Problemas más comunes de los niños prematuros

Los problemas a los que se enfrenta un bebé prematuro o pretérmino, son de diversa índole. Por mi experiencia y lo que he podido ver en la unidad de neonatología, los más comunes son los siguientes:

  • Problemas respiratorios: la afección más común se denomina pulmón húmedo, consistente en exceso de líquido en los pulmones. Durante el último mes de embarazo el útero absorbe parte del líquido amniótico, el bebé absorbe otra parte y durante el parto se expulsa el resto. En el caso de niños prematuros, el útero no ha tenido tiempo para absorber todo el líquido que debería, lo mismo que el niño y, si el parto es rápido, el resultado es que el niño nace con exceso de líquido en el pulmón. No tiene, en principio, consecuencias y el exceso de líquido se reabsorbe durante los primeros días de estancia en la incubadora.
  • Infecciones: las consecuencias de sufrir una infección en un prematuro, pueden ser letales.
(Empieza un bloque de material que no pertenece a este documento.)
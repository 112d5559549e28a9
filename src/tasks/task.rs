//! # Task: one unit of deferred work and its lifecycle engine.
//!
//! A [`Task`] bundles the work description (type, payload, priority) with the
//! retry engine that drives it through the [`TaskState`] machine.
//!
//! ## Execution flow (one call to [`Task::execute`])
//! ```text
//! Pending ─► Running ─► sleep(delay) ─► race(exec, timeout)
//!                                          │
//!                  ┌───────────────────────┼───────────────────────┐
//!                  ▼                       ▼                       ▼
//!            processed=true          processed=false         error / timeout
//!                  │                       │                       │
//!              Completed               Failed (no retry)     record error
//!                                                                  │
//!                                             retry budget left AND pattern match?
//!                                                  │ yes                │ no
//!                                                  ▼                    ▼
//!                                      retry_count += 1           Failed (final)
//!                                      Failed ─► Pending,
//!                                      next attempt
//! ```
//!
//! ## Rules
//! - Attempts are strictly sequential; a retry re-enters the same loop.
//! - `error_history` is append-only across retries; `error` holds only the
//!   most recent message and is cleared when a retry is scheduled.
//! - The built-in retry pattern `"Network timeout"` is always a candidate in
//!   addition to the executor's `retry_schema()`.
//! - Cancellation is flag-only: an executor already in flight is not
//!   interrupted; the flag is observed at the next scheduling boundary
//!   (the pre-attempt check and the delay sleep).

use std::collections::HashMap;
use std::time::Duration;

use chrono::{DateTime, Utc};
use serde_json::Value;
use tokio::time;
use tokio_util::sync::CancellationToken;
use uuid::Uuid;

use crate::config;
use crate::error::ExecError;
use crate::executors::{Executor, Validation, Validator};
use crate::tasks::state::TaskState;
use crate::tasks::TaskResult;

/// Retry pattern that is always matched, regardless of the executor schema.
pub const BUILTIN_RETRY_PATTERN: &str = "Network timeout";

/// A unit of deferred work with its own lifecycle and retry policy.
///
/// Construction is builder-style:
///
/// ```
/// use anqueue::Task;
///
/// let task = Task::new("resize avatar", "image")
///     .with_priority(5)
///     .with_data(serde_json::json!({"width": 128}));
///
/// assert_eq!(task.task_type, "image");
/// assert!(task.ready_to_run());
/// ```
pub struct Task {
    /// Unique id; generated (UUIDv4) when not supplied.
    pub uid: String,
    /// Human-readable name.
    pub name: String,
    /// Executor key this task is dispatched to.
    pub task_type: String,
    /// Optional free-form description.
    pub description: Option<String>,
    /// Scheduling priority; higher runs earlier.
    pub priority: i32,
    /// Pre-execution sleep applied on every attempt.
    pub delay: Duration,
    /// Per-attempt execution deadline.
    pub timeout: Duration,
    /// Earliest wall-clock start; `None` means immediately ready.
    pub run_at: Option<DateTime<Utc>>,
    /// Opaque JSON payload handed to the executor.
    pub data: Value,
    /// Optional owner id, persisted alongside the task.
    pub user_id: Option<String>,
    /// String-keyed metadata map.
    pub metadata: HashMap<String, String>,
    /// Retry budget; `retry_count` never exceeds it.
    pub max_retries: u32,

    pub(crate) status: TaskState,
    pub(crate) retry_count: u32,
    pub(crate) progress: u8,
    pub(crate) started_at: Option<DateTime<Utc>>,
    pub(crate) failed_at: Option<DateTime<Utc>>,
    pub(crate) completed_at: Option<DateTime<Utc>>,
    pub(crate) error: Option<String>,
    pub(crate) error_history: Vec<String>,
    pub(crate) cancel: CancellationToken,
}

impl Task {
    /// Creates a pending task with defaults taken from the environment-backed
    /// configuration (`MAX_TASK_RETRIES`, `TASK_TIMEOUT_MS`).
    pub fn new(name: impl Into<String>, task_type: impl Into<String>) -> Self {
        Self {
            uid: Uuid::new_v4().to_string(),
            name: name.into(),
            task_type: task_type.into(),
            description: None,
            priority: 0,
            delay: Duration::ZERO,
            timeout: config::default_task_timeout(),
            run_at: None,
            data: Value::Null,
            user_id: None,
            metadata: HashMap::new(),
            max_retries: config::default_max_retries(),
            status: TaskState::Pending,
            retry_count: 0,
            progress: 0,
            started_at: None,
            failed_at: None,
            completed_at: None,
            error: None,
            error_history: Vec::new(),
            cancel: CancellationToken::new(),
        }
    }

    /// Overrides the generated uid.
    pub fn with_uid(mut self, uid: impl Into<String>) -> Self {
        self.uid = uid.into();
        self
    }

    /// Attaches a description.
    pub fn with_description(mut self, description: impl Into<String>) -> Self {
        self.description = Some(description.into());
        self
    }

    /// Sets the scheduling priority (higher runs earlier).
    pub fn with_priority(mut self, priority: i32) -> Self {
        self.priority = priority;
        self
    }

    /// Attaches the JSON payload.
    pub fn with_data(mut self, data: Value) -> Self {
        self.data = data;
        self
    }

    /// Attaches an owner id.
    pub fn with_user_id(mut self, user_id: impl Into<String>) -> Self {
        self.user_id = Some(user_id.into());
        self
    }

    /// Inserts a metadata entry.
    pub fn with_metadata(mut self, key: impl Into<String>, value: impl Into<String>) -> Self {
        self.metadata.insert(key.into(), value.into());
        self
    }

    /// Sets the pre-execution delay.
    pub fn with_delay(mut self, delay: Duration) -> Self {
        self.delay = delay;
        self
    }

    /// Sets the per-attempt timeout.
    pub fn with_timeout(mut self, timeout: Duration) -> Self {
        self.timeout = timeout;
        self
    }

    /// Sets the retry budget.
    pub fn with_max_retries(mut self, max_retries: u32) -> Self {
        self.max_retries = max_retries;
        self
    }

    /// Sets the earliest wall-clock start.
    pub fn with_run_at(mut self, run_at: DateTime<Utc>) -> Self {
        self.run_at = Some(run_at);
        self
    }

    // ---------------------------
    // Lifecycle reads
    // ---------------------------

    /// Current lifecycle state.
    pub fn status(&self) -> TaskState {
        self.status
    }

    /// Retries consumed so far (`<= max_retries`).
    pub fn retry_count(&self) -> u32 {
        self.retry_count
    }

    /// Progress in `[0, 100]`.
    pub fn progress(&self) -> u8 {
        self.progress
    }

    /// Most recent error message, if any.
    pub fn error(&self) -> Option<&str> {
        self.error.as_deref()
    }

    /// All error messages recorded across attempts, oldest first.
    pub fn error_history(&self) -> &[String] {
        &self.error_history
    }

    /// When the current/last attempt started running.
    pub fn started_at(&self) -> Option<DateTime<Utc>> {
        self.started_at
    }

    /// When the task last failed.
    pub fn failed_at(&self) -> Option<DateTime<Utc>> {
        self.failed_at
    }

    /// When the task reached a terminal state.
    pub fn completed_at(&self) -> Option<DateTime<Utc>> {
        self.completed_at
    }

    /// True when `run_at` is unset or has passed.
    pub fn ready_to_run(&self) -> bool {
        self.run_at.is_none_or(|at| at <= Utc::now())
    }

    // ---------------------------
    // Lifecycle operations
    // ---------------------------

    /// Clamps `progress` into `[0, 100]`.
    pub fn update_progress(&mut self, progress: i64) {
        self.progress = progress.clamp(0, 100) as u8;
    }

    /// Cancels a pending or running task.
    ///
    /// Records `completed_at`, cancels the internal token (waking a delay
    /// sleep or any awaiter), and returns `true`. Returns `false` when the
    /// task is already terminal.
    pub fn cancel(&mut self) -> bool {
        if !self.status.can_transition(TaskState::Cancelled) {
            return false;
        }
        self.status = TaskState::Cancelled;
        self.completed_at = Some(Utc::now());
        self.cancel.cancel();
        true
    }

    /// Runs every validator in order; all must return `true`.
    ///
    /// The first failing validator is identified in the returned reason.
    pub fn validate(&self, validators: &[Validator]) -> Validation {
        for (idx, validator) in validators.iter().enumerate() {
            if !validator.check(self) {
                return Validation::failed(format!(
                    "validator '{}' (#{idx}) returned false",
                    validator.name()
                ));
            }
        }
        Validation::passed()
    }

    /// Drives the task through its attempt loop against `executor`.
    ///
    /// ### Contract
    /// - Rejects unless the task is `Pending`.
    /// - Each attempt: `Running`, `started_at = now`, `progress = 0`, sleep
    ///   `delay`, then race `exec` against `timeout` — first settle wins.
    /// - `processed: true` → `Completed`, `progress = 100`, `Ok(result)`.
    /// - `processed: false` → `Failed`, `progress = 0`, `Ok(result)`, no
    ///   retry.
    /// - Error/timeout → recorded; retried while `retry_count < max_retries`
    ///   and the message contains [`BUILTIN_RETRY_PATTERN`] or any
    ///   `retry_schema()` pattern. Otherwise finalized `Failed` and the
    ///   error is returned.
    pub async fn execute(&mut self, executor: &dyn Executor) -> Result<TaskResult, ExecError> {
        if self.status != TaskState::Pending {
            return Err(ExecError::NotPending {
                status: self.status,
            });
        }
        let patterns = retry_candidates(executor.retry_schema());

        loop {
            if self.cancel.is_cancelled() {
                return Err(ExecError::Canceled);
            }
            self.status = TaskState::Running;
            self.started_at = Some(Utc::now());
            self.progress = 0;

            if !self.delay.is_zero() {
                tokio::select! {
                    _ = self.cancel.cancelled() => return Err(ExecError::Canceled),
                    _ = time::sleep(self.delay) => {}
                }
            }

            let attempt_err = match time::timeout(self.timeout, executor.exec(&*self)).await {
                Ok(Ok(result)) => {
                    if result.processed {
                        self.status = TaskState::Completed;
                        self.completed_at = Some(Utc::now());
                        self.progress = 100;
                        return Ok(result);
                    }
                    self.status = TaskState::Failed;
                    self.failed_at = Some(Utc::now());
                    self.progress = 0;
                    return Ok(result);
                }
                Ok(Err(err)) => err,
                Err(_elapsed) => ExecError::Timeout {
                    uid: self.uid.clone(),
                    timeout: self.timeout,
                },
            };

            let message = attempt_err.to_string();
            self.error = Some(message.clone());
            self.error_history.push(message);
            self.status = TaskState::Failed;
            self.failed_at = Some(Utc::now());
            self.progress = 0;

            if self.retry_count < self.max_retries
                && matches_any(self.error.as_deref().unwrap_or_default(), &patterns)
            {
                self.retry_count += 1;
                // Failed → Pending retry edge; history survives.
                self.status = TaskState::Pending;
                self.progress = 0;
                self.started_at = None;
                self.completed_at = None;
                self.error = None;
                continue;
            }
            return Err(attempt_err);
        }
    }

    /// Records a pre-dispatch validation failure.
    ///
    /// Returns `true` when the task keeps its place in the queue for the next
    /// cycle (retry budget left), `false` when the budget is exhausted and
    /// the task has been finalized as `Failed`.
    pub(crate) fn note_validation_failure(&mut self, reason: &str) -> bool {
        self.error = Some(reason.to_string());
        self.error_history.push(reason.to_string());
        if self.retry_count < self.max_retries {
            self.retry_count += 1;
            true
        } else {
            self.status = TaskState::Failed;
            self.failed_at = Some(Utc::now());
            false
        }
    }

    /// Synthetic task used to probe validator behavior during registry
    /// sanitization. Never dispatched.
    pub(crate) fn synthetic(task_type: &str) -> Self {
        Task::new("synthetic-probe", task_type).with_uid(format!("probe-{task_type}"))
    }
}

impl std::fmt::Debug for Task {
    fn fmt(&self, f: &mut std::fmt::Formatter<'_>) -> std::fmt::Result {
        f.debug_struct("Task")
            .field("uid", &self.uid)
            .field("name", &self.name)
            .field("task_type", &self.task_type)
            .field("status", &self.status)
            .field("priority", &self.priority)
            .field("retry_count", &self.retry_count)
            .field("progress", &self.progress)
            .finish_non_exhaustive()
    }
}

/// Builds the candidate pattern list: the built-in pattern plus the schema.
fn retry_candidates(schema: Vec<String>) -> Vec<String> {
    let mut patterns = Vec::with_capacity(schema.len() + 1);
    patterns.push(BUILTIN_RETRY_PATTERN.to_string());
    patterns.extend(schema);
    patterns
}

/// Substring match of `message` against any candidate pattern.
fn matches_any(message: &str, patterns: &[String]) -> bool {
    patterns.iter().any(|p| message.contains(p.as_str()))
}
Es por ello que, en la mayoría de los casos, se tome una actitud preventiva. Mientras se ponen en marcha cultivos para determinar si existe infección o no (en múltiples ocasiones, las infecciones son las desencadenantes del parto), se suele poner al neonato un tratamiento a base de antibióticos, que se suspende inmediatamente que se conozca el resultado negativo de los cultivos.
  • Ictericia: es el color amarillento que adopta la piel cuando la bilirrubina que circula en la sangre excede los niveles habituales. Lo normal es un nivel por debajo de 1mg/100ml. En general, se considera normal si aparece en los primeros días de vida y no dura más de 10. A nuestro hijo le duró 5 días. El tratamiento más utilizado es la fototerapia, consistente en ponerles bajo la luz de una lámpara de tubos fluorescentes (protegiendo sus ojos con una venda o similar). Esto es debido a la capacidad que tiene la luz para convertir la bilirrubina en un derivado que el organismo elimina fácilmente.
  • Alimentación: el neonato normalmente tiene problemas para alimentarse por sí mismo. Esto es debido a que su capacidad de succión está limitada por su poca fuerza, derivada de la falta de peso al nacer. Aunque suele ponerse al niño al pecho de la madre para que vaya ejercitándose, lo normal es tener que completar su alimentación con biberón o mediante una sonda directa al estómago. El consejo es armarse de paciencia y esperar a que el niño vaya ganando peso con el paso de los días.
  • Peso: derivado del anterior, los neonatos tienen dificultad para ganar peso. Todos los bebés pierden peso los primeros días de vida (aproximadamente entre un 5% y un 10% del total). En nuestro caso, pasó de 2,250gr a 2,070gr. En el caso de los prematuros es de suma importancia que lo ganen con rapidez, pero debido a su limitada capacidad de succión se agotan tomando el pecho o el biberón. Por eso se les alimenta por sonda, para que no quemen valiosas energías. Los pediatras, en este caso, son los encargados de planificar la dieta del bebé.

Aunque los anteriores son los problemas más comunes, existen casos más graves en el que los niños pueden necesitar desde una transfusión de plaquetas hasta otras de plasma o sangre.